これは2つのショットをまるで1つのショットかのように繋げるものです。
そこは気になっただけで特にマイナスポイントではありませんが、ディズニーのブームなんでしょうか?

 

夢と魔法の王国

ここまで良かったところと気になったところを話してきましたが、本作は夢と魔法の物語でした。
これはディズニーに共通するものですね。
正直、映画の中で重要になる「みんながスター」というのは何ら新しい考えではないです。
初めて映画を見る子供たちには響くかもしれませんが、同じような話は他の映画でも使われているので、ある程度成長した人は新鮮味を感じにくいかもしれません。

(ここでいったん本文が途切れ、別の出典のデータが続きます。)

//! Error types for the notary cluster.
//!
//! All errors use the `NT_ERR_` prefix convention for easy grepping in logs.
//! Error codes are grouped by subsystem:
//! - 1xx: Request errors (malformed input, bad signatures)
//! - 2xx: Time-window errors
//! - 3xx: Uniqueness errors
//! - 4xx: Consensus errors
//! - 5xx: Flow / session errors
//! - 9xx: General / internal errors

use thiserror::Error;

use crate::{Conflict, NodeId, StateRef, TransactionId};

/// Central error enum for all notary operations.
#[derive(Debug, Clone, Error)]
pub enum NotaryError {
    // =================================================================
    // Request Errors (1xx)
    // =================================================================
    /// The request could not be decoded or is structurally invalid.
    #[error("NT_ERR_100: Malformed request: {reason}")]
    MalformedRequest { reason: String },

    /// A signature did not verify against the claimed key.
    #[error("NT_ERR_101: Invalid signature: {reason}")]
    InvalidSignature { reason: String },

    /// Full transaction verification failed (validating notaries only).
    #[error("NT_ERR_102: Transaction invalid: {reason}")]
    TransactionInvalid { reason: String },

    /// The same input appears twice in one commit request.
    #[error("NT_ERR_103: Duplicate input state {0}")]
    DuplicateInput(StateRef),

    /// The declared transaction id does not match the transaction content.
    #[error("NT_ERR_104: Transaction id mismatch: declared {declared}, computed {computed}")]
    TransactionIdMismatch {
        declared: TransactionId,
        computed: TransactionId,
    },

    // =================================================================
    // Time-Window Errors (2xx)
    // =================================================================
    /// A time window was constructed with `from_time > until_time`.
    #[error("NT_ERR_200: Invalid time window: {reason}")]
    InvalidTimeWindow { reason: String },

    /// The transaction was submitted outside its window plus tolerance.
    #[error("NT_ERR_201: Time window of transaction {0} is not valid at this notary")]
    TimeWindowInvalid(TransactionId),

    // =================================================================
    // Uniqueness Errors (3xx)
    // =================================================================
    /// One or more inputs were already consumed by a different transaction.
    #[error("NT_ERR_300: Input states of {} already consumed ({} conflicting)", .0.tx_id, .0.state_history.len())]
    Conflict(Conflict),

    // =================================================================
    // Consensus Errors (4xx)
    // =================================================================
    /// No leader is currently known to this member.
    #[error("NT_ERR_400: No cluster leader is known")]
    NoLeader,

    /// This member is not the leader; `leader_hint` names the one it follows.
    #[error("NT_ERR_401: Not the cluster leader (leader hint: {})", display_hint(.leader_hint))]
    NotLeader { leader_hint: Option<NodeId> },

    /// A proposed entry was overwritten by a different leader before commit.
    #[error("NT_ERR_402: Proposal at log index {index} was dropped by a leadership change")]
    ProposalDropped { index: u64 },

    /// The durable log storage failed.
    #[error("NT_ERR_403: Log storage failure: {0}")]
    LogStorage(String),

    /// A log invariant was violated (e.g. overwriting a committed entry).
    #[error("NT_ERR_404: Log inconsistency: {reason}")]
    LogInconsistency { reason: String },

    /// The consensus driver has stopped.
    #[error("NT_ERR_405: Consensus node has shut down")]
    ConsensusShutdown,

    // =================================================================
    // Flow / Session Errors (5xx)
    // =================================================================
    /// A single attempt received no reply within the response budget.
    #[error("NT_ERR_500: No response from {member} within {timeout_ms}ms")]
    Timeout { member: NodeId, timeout_ms: u64 },

    /// Every attempt timed out or was redirected; the requester gave up.
    #[error("NT_ERR_501: Notarisation retries exhausted after {attempts} attempts")]
    RetriesExhausted { attempts: u32 },

    /// The session's channel closed before a reply arrived.
    #[error("NT_ERR_502: Session closed")]
    SessionClosed,

    /// A message arrived that the flow did not expect in its current state.
    #[error("NT_ERR_503: Unexpected message: {reason}")]
    UnexpectedMessage { reason: String },

    /// Sending or receiving over the network failed.
    #[error("NT_ERR_504: Transport error: {reason}")]
    Transport { reason: String },

    /// The addressed node is not a member of the cluster.
    #[error("NT_ERR_505: Unknown cluster member {0}")]
    UnknownMember(NodeId),

    /// The notary answered with a generic error.
    #[error("NT_ERR_506: Notary error: {message}")]
    RemoteError { message: String },

    // =================================================================
    // General / Internal (9xx)
    // =================================================================
    /// Unrecoverable internal error.
    #[error("NT_ERR_900: Internal error: {0}")]
    Internal(String),

    /// Serialization / deserialization error.
    #[error("NT_ERR_901: Serialization error: {0}")]
    Serialization(String),

    /// Configuration error (invalid config file, missing fields, etc.).
    #[error("NT_ERR_902: Configuration error: {0}")]
    Configuration(String),

    /// I/O error (disk, network).
    #[error("NT_ERR_903: I/O error: {0}")]
    Io(String),
}

fn display_hint(hint: &Option<NodeId>) -> String {
    hint.map_or_else(|| "none".to_string(), |id| id.to_string())
}

impl NotaryError {
    /// Transient cluster or network conditions that a client may retry
    /// against the same or another member. Conflicts and time-window
    /// rejections are permanent outcomes and never retryable.
    #[must_use]
    pub fn is_retryable(&self) -> bool {
        matches!(
            self,
            Self::NoLeader
                | Self::NotLeader { .. }
                | Self::ProposalDropped { .. }
                | Self::ConsensusShutdown
                | Self::Timeout { .. }
                | Self::SessionClosed
                | Self::Transport { .. }
        )
    }
}

/// Crate-wide `Result` alias.
pub type Result<T> = std::result::Result<T, NotaryError>;

// Conversion from std::io::Error
impl From<std::io::Error> for NotaryError {
    fn from(err: std::io::Error) -> Self {
        Self::Io(err.to_string())
    }
}

impl From<serde_json::Error> for NotaryError {
    fn from(err: serde_json::Error) -> Self {
        Self::Serialization(err.to_string())
    }
}
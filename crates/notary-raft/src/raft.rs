//! Deterministic Raft core.
//!
//! [`RaftCore`] holds the protocol state of one member and reacts to
//! inputs (`start_election`, `propose`, `handle`, `heartbeat`) by mutating
//! its state and returning the messages to send. Time is an input: the
//! caller owns the timers and passes the current wall clock only for
//! stamping new entries.
//!
//! Safety rules enforced here:
//! - at most one vote per term, persisted before the reply leaves;
//! - votes only go to candidates whose log is at least as up to date;
//! - a leader only counts replicas for entries of its own term;
//! - a follower never truncates at or below its commit index.

use std::{
    collections::{BTreeSet, HashMap},
    fmt,
    marker::PhantomData,
};

use chrono::{DateTime, Utc};
use notary_types::{NodeId, NotaryError, Result};
use serde::{Deserialize, Serialize};

use crate::{
    log::{Command, EntryPayload, LogEntry, LogIndex, Term},
    rpc::{AppendEntries, AppendResponse, RaftMessage, RequestVote, VoteResponse},
    storage::{HardState, LogStorage},
};

/// Role of a member within its current term.
#[derive(Debug, Clone, Copy, PartialEq, Eq, Hash, Serialize, Deserialize)]
#[serde(rename_all = "snake_case")]
pub enum Role {
    Follower,
    Candidate,
    Leader,
}

impl fmt::Display for Role {
    fn fmt(&self, f: &mut fmt::Formatter<'_>) -> fmt::Result {
        match self {
            Self::Follower => write!(f, "follower"),
            Self::Candidate => write!(f, "candidate"),
            Self::Leader => write!(f, "leader"),
        }
    }
}

/// A message addressed to one peer.
#[derive(Debug, Clone)]
pub struct Outbound<C> {
    pub to: NodeId,
    pub message: RaftMessage<C>,
}

/// Side effects requested by one step of the core.
#[derive(Debug)]
pub struct Ready<C> {
    pub messages: Vec<Outbound<C>>,
    /// Heard from a valid leader or granted a vote: restart the election
    /// countdown.
    pub reset_election_timer: bool,
}

impl<C> Default for Ready<C> {
    fn default() -> Self {
        Self {
            messages: Vec::new(),
            reset_election_timer: false,
        }
    }
}

impl<C> Ready<C> {
    fn send(&mut self, to: NodeId, message: RaftMessage<C>) {
        self.messages.push(Outbound { to, message });
    }

    fn merge(&mut self, other: Ready<C>) {
        self.messages.extend(other.messages);
        self.reset_election_timer |= other.reset_election_timer;
    }
}

/// Protocol state of a single cluster member.
pub struct RaftCore<C, S> {
    id: NodeId,
    peers: Vec<NodeId>,
    quorum: usize,
    storage: S,

    // Persistent (mirrored in storage)
    term: Term,
    voted_for: Option<NodeId>,

    // Volatile
    role: Role,
    leader_id: Option<NodeId>,
    commit_index: LogIndex,
    last_applied: LogIndex,

    // Candidate
    votes: BTreeSet<NodeId>,

    // Leader
    next_index: HashMap<NodeId, LogIndex>,
    match_index: HashMap<NodeId, LogIndex>,

    max_entries: usize,
    _command: PhantomData<C>,
}
//! Message delivery between cluster members.
//!
//! Raft tolerates loss, duplication and reordering, so transports are
//! fire-and-forget: `send` never blocks and never reports failure.

use std::{
    collections::{HashMap, HashSet},
    sync::{Arc, Mutex},
};

use notary_types::NodeId;
use tokio::sync::mpsc;

use crate::rpc::RaftMessage;

/// Receiving end handed to a [`crate::RaftNode`].
pub type Inbox<C> = mpsc::UnboundedReceiver<(NodeId, RaftMessage<C>)>;

/// Outgoing side of a transport.
pub trait RaftTransport<C>: Send + Sync + 'static {
    fn send(&self, from: NodeId, to: NodeId, message: RaftMessage<C>);
}

struct Routes<C> {
    inboxes: HashMap<NodeId, mpsc::UnboundedSender<(NodeId, RaftMessage<C>)>>,
    isolated: HashSet<NodeId>,
}

/// In-process router for tests and the single-process demo.
///
/// Supports partitions: an isolated member neither sends nor receives.
pub struct LocalNetwork<C> {
    routes: Arc<Mutex<Routes<C>>>,
}

impl<C> Clone for LocalNetwork<C> {
    fn clone(&self) -> Self {
        Self {
            routes: Arc::clone(&self.routes),
        }
    }
}

impl<C> Default for LocalNetwork<C> {
    fn default() -> Self {
        Self::new()
    }
}

impl<C> LocalNetwork<C> {
    #[must_use]
    pub fn new() -> Self {
        Self {
            routes: Arc::new(Mutex::new(Routes {
                inboxes: HashMap::new(),
                isolated: HashSet::new(),
            })),
        }
    }

    fn with_routes<R>(&self, f: impl FnOnce(&mut Routes<C>) -> R) -> R {
        let mut routes = self
            .routes
            .lock()
            .unwrap_or_else(std::sync::PoisonError::into_inner);
        f(&mut routes)
    }

    /// Attach a member and return its inbox. Re-registering replaces the
    /// previous inbox.
    pub fn register(&self, id: NodeId) -> Inbox<C> {
        let (tx, rx) = mpsc::unbounded_channel();
        self.with_routes(|r| {
            r.inboxes.insert(id, tx);
            r.isolated.remove(&id);
        });
        rx
    }

    /// Cut a member off from everyone.
    pub fn isolate(&self, id: NodeId) {
        tracing::debug!(node = %id, "Isolating member");
        self.with_routes(|r| {
            r.isolated.insert(id);
        });
    }

    pub fn heal(&self, id: NodeId) {
        tracing::debug!(node = %id, "Healing member");
        self.with_routes(|r| {
            r.isolated.remove(&id);
        });
    }

    /// Detach a member entirely.
    pub fn remove(&self, id: NodeId) {
        self.with_routes(|r| {
            r.inboxes.remove(&id);
            r.isolated.remove(&id);
        });
    }
}

impl<C: Send + 'static> RaftTransport<C> for LocalNetwork<C> {
    fn send(&self, from: NodeId, to: NodeId, message: RaftMessage<C>) {
        let target = self.with_routes(|r| {
            if r.isolated.contains(&from) || r.isolated.contains(&to) {
                None
            } else {
                r.inboxes.get(&to).cloned()
            }
        });
        if let Some(tx) = target {
            // Receiver gone means the member stopped.
            let _ = tx.send((from, message));
        }
    }
}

実際私も「またこのテーマか」と感じた部分はありました。
しかしこのテーマを改めて強調するのは悪くないと思います。
私は結構楽観主義で「何事も最終的にはうまくいく」と考えています。
そしてそれを成功させるには、この人生の主人公の私が頑張る必要があると考えています。

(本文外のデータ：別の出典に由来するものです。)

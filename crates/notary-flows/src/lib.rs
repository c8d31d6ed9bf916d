//! # notary-flows
//!
//! The two ends of a notarisation.
//!
//! - [`NotaryService`] runs on every cluster member. It checks the request's
//!   time window against the local clock, optionally validates the full
//!   transaction, commits the inputs through a [`UniquenessProvider`] and
//!   signs the transaction id when the commit succeeds.
//! - [`NotarisationRequester`] runs on the client. It sends the request to a
//!   member, follows leader redirects, times out and rotates through the
//!   members, and checks the returned signature. Its progress is kept in a
//!   [`CheckpointStore`] so a session can be resumed.
//!
//! Requester and members talk through a [`NotaryChannel`]:
//! [`LocalNotaryNetwork`] in process, [`TcpNotaryChannel`] over the wire.
//!
//! [`UniquenessProvider`]: notary_uniqueness::UniquenessProvider

pub mod checkpoint;
pub mod identity;
pub mod requester;
pub mod server;
pub mod session;
pub mod tcp;
pub mod time_window;
pub mod verifier;

pub use checkpoint::{CheckpointStore, FileCheckpointStore, InMemoryCheckpointStore, RequesterCheckpoint, RequesterStep};
pub use identity::{IdentityService, InMemoryIdentityService, OpenIdentityService};
pub use requester::NotarisationRequester;
pub use server::{FlowOutcome, NotaryFlow, NotaryFlowStep, NotaryService};
pub use session::{LinkMode, LocalNotaryNetwork, NotaryChannel, SessionRequest, SessionResponse};
pub use tcp::{TcpNotaryChannel, serve_notary};
pub use time_window::{TimeWindowChecker, is_valid_at};
pub use verifier::{NoContractVerifier, TransactionVerifier};
//! # notary-types
//!
//! Shared types, errors, and configuration for the **notary cluster**, the
//! double-spend prevention service of the ledger.
//!
//! This crate is the leaf dependency of the workspace; every other crate
//! depends on it. It defines:
//!
//! - **Identifiers**: [`TransactionId`], [`StateRef`], [`NodeId`], [`SessionId`]
//! - **Keys & signatures**: [`PublicKey`], [`KeyPair`], [`DigitalSignature`], [`Party`]
//! - **Time model**: [`TimeWindow`], injectable [`Clock`] sources
//! - **Transaction model**: [`NotarisableTransaction`], [`SignedTransaction`]
//! - **Commit model**: [`CommitRequest`], [`CommitOutcome`], [`Conflict`], [`ConsumingTx`]
//! - **Wire model**: [`NotarisationRequest`], [`NotarisationResponse`], [`RejectionReason`]
//! - **Configuration**: [`NotaryConfig`], [`ClusterConfig`], [`RaftConfig`], [`RequesterConfig`]
//! - **Errors**: [`NotaryError`] with `NT_ERR_` prefix codes
//! - **Constants**: system-wide limits and defaults

pub mod clock;
pub mod commit;
pub mod config;
pub mod constants;
pub mod error;
pub mod ids;
pub mod keys;
pub mod request;
pub mod time_window;
pub mod transaction;

pub use clock::*;
pub use commit::*;
pub use config::*;
pub use error::*;
pub use ids::*;
pub use keys::*;
pub use request::*;
pub use time_window::*;
pub use transaction::*;

// Constants are accessed via `notary_types::constants::FOO`
// (not re-exported to avoid name collisions).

そしてそのモチベーションには映画や海外ドラマの影響が大きいです。
そんな私にとって自分がスターだなんて理解しきっていますが、それでもこのテーマに飽きていませんし、誰かのモチベーションになるなら今後も扱われ続けてほしいと思います。
そしてそれを発信するのが、かつて夢と魔法の物語で世界を魅了してきたディズニーなのも良いと思います。
『ピノキオ』も『リトル・マーメイド』も夢から始まり、魔法が夢を叶える大きな力になっていたので、その原点を描いたという意味ではディズニー100周年にふさわしいものになっていたと思います。
エンドロールで金色に光るディズニーキャラクターが見えたときは改めてディズニーがどれだけ私にとって身近だったかを思い出しました。
しかしこれは100周年だからできたことです。
ここから先はまだ険しい道がありますし、昨今の事情を考えるとディズニーにはより不透明な未来が待ち構えています。
100周年の先にあるのは光か闇か。
これからもディズニーの物語は続いていきます。